MATERIAL PROVIDED START

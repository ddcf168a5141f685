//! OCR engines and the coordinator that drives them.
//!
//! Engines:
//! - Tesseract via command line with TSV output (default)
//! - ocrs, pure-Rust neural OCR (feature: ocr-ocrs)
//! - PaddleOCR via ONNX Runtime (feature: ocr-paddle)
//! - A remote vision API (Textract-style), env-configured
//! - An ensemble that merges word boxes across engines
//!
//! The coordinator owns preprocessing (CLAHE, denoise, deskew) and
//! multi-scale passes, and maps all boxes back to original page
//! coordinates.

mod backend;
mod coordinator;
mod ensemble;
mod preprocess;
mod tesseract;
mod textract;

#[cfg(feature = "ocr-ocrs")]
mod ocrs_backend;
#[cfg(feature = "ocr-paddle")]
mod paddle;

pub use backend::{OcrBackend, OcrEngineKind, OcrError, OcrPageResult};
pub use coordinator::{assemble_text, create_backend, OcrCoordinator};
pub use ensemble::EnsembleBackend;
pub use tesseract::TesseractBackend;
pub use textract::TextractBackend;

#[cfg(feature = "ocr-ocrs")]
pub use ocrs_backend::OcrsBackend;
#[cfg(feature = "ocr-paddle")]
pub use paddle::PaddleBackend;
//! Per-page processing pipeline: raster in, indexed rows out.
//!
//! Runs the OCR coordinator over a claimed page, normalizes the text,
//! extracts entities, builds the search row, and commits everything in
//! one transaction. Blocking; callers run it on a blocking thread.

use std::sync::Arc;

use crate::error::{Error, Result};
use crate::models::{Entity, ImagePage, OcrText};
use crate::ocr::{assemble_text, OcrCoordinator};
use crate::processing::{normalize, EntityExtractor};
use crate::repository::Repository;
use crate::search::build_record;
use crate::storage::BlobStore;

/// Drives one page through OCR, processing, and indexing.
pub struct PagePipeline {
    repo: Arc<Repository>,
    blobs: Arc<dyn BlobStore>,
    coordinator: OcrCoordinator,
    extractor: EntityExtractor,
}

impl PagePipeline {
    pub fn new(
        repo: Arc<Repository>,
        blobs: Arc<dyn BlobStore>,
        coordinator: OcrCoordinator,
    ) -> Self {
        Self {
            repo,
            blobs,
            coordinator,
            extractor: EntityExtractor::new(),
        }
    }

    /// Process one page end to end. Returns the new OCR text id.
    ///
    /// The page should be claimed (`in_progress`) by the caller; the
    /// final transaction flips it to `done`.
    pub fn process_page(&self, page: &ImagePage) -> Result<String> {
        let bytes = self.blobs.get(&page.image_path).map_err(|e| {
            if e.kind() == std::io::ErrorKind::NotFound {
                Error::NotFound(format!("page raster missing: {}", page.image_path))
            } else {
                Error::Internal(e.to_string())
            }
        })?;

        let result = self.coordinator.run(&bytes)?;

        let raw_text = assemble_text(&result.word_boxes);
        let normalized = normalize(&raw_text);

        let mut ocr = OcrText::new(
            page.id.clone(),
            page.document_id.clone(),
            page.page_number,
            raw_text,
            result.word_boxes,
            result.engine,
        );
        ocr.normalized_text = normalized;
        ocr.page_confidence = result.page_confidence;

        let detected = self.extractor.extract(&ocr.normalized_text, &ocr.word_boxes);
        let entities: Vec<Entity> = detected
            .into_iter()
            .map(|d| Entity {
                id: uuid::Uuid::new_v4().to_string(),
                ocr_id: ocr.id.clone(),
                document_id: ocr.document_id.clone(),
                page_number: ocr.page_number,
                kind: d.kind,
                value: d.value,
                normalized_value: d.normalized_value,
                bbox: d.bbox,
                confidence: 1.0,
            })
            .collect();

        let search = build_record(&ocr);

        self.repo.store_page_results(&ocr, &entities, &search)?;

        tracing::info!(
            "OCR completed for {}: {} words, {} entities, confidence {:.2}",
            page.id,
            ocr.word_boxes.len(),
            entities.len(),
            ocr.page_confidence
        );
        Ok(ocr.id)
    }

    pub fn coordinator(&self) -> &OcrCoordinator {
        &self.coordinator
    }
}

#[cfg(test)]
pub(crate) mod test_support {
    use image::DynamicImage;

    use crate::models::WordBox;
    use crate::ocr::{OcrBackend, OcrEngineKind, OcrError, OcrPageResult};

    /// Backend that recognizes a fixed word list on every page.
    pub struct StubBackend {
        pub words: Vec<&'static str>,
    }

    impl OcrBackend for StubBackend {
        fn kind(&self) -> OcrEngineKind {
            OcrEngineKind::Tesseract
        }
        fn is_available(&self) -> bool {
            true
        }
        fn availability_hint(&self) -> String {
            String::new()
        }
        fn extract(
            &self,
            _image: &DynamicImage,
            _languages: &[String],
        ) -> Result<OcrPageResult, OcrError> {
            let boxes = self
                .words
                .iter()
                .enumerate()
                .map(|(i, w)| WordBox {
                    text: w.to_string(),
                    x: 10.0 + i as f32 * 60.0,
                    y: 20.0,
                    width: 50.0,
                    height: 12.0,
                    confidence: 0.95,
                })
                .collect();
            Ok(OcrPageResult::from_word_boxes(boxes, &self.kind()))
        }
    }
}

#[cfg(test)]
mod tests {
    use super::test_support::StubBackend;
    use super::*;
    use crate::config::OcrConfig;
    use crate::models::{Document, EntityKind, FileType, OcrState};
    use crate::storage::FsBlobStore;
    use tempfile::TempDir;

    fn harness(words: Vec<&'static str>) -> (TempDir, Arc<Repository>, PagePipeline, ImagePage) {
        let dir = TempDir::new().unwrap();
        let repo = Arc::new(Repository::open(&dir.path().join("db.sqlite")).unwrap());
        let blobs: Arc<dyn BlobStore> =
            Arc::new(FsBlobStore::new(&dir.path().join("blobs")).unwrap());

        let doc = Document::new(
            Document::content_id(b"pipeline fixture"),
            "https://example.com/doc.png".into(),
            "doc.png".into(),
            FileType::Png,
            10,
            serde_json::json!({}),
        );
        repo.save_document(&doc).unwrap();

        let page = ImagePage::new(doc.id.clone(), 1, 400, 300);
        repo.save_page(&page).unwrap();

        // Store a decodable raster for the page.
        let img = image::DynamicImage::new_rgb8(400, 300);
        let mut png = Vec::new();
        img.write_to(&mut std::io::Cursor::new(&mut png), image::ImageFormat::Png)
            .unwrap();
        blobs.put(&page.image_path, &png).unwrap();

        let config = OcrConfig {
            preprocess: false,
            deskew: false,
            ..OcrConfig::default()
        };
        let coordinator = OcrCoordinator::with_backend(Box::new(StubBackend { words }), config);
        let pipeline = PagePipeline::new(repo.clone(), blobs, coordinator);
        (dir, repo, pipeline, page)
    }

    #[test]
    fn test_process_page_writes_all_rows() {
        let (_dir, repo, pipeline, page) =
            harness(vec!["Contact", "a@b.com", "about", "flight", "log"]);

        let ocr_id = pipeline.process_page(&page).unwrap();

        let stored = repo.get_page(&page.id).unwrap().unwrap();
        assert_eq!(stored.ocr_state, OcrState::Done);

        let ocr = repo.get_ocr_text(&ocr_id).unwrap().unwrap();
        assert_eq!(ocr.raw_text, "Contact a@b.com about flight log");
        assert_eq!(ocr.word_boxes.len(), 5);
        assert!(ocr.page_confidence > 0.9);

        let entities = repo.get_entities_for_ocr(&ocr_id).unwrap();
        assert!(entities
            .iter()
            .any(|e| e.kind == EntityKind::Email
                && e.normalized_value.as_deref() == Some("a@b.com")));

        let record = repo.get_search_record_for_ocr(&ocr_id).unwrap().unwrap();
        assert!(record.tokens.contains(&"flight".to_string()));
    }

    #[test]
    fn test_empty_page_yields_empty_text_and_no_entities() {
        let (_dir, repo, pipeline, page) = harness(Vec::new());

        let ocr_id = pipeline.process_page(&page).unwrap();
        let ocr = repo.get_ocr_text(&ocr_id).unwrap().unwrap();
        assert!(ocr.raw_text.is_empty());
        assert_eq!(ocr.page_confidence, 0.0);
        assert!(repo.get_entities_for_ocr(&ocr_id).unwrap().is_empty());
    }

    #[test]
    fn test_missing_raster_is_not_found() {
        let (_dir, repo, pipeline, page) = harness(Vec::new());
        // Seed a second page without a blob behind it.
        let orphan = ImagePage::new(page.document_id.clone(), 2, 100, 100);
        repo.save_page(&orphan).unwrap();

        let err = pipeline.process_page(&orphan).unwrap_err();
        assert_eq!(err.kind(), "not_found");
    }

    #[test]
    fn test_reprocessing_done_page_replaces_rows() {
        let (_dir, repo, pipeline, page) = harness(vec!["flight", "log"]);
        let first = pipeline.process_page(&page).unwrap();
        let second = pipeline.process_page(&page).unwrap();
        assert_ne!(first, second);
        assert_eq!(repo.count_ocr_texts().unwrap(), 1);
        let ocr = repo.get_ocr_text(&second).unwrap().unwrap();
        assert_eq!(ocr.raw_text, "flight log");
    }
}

MATERIAL PROVIDED END

(WHAT THIS TASK INVOLVES)
Reply with one number, the count of lines in the preceding listing that hold the string "storage".

(EXERCISE OUTPUT)
2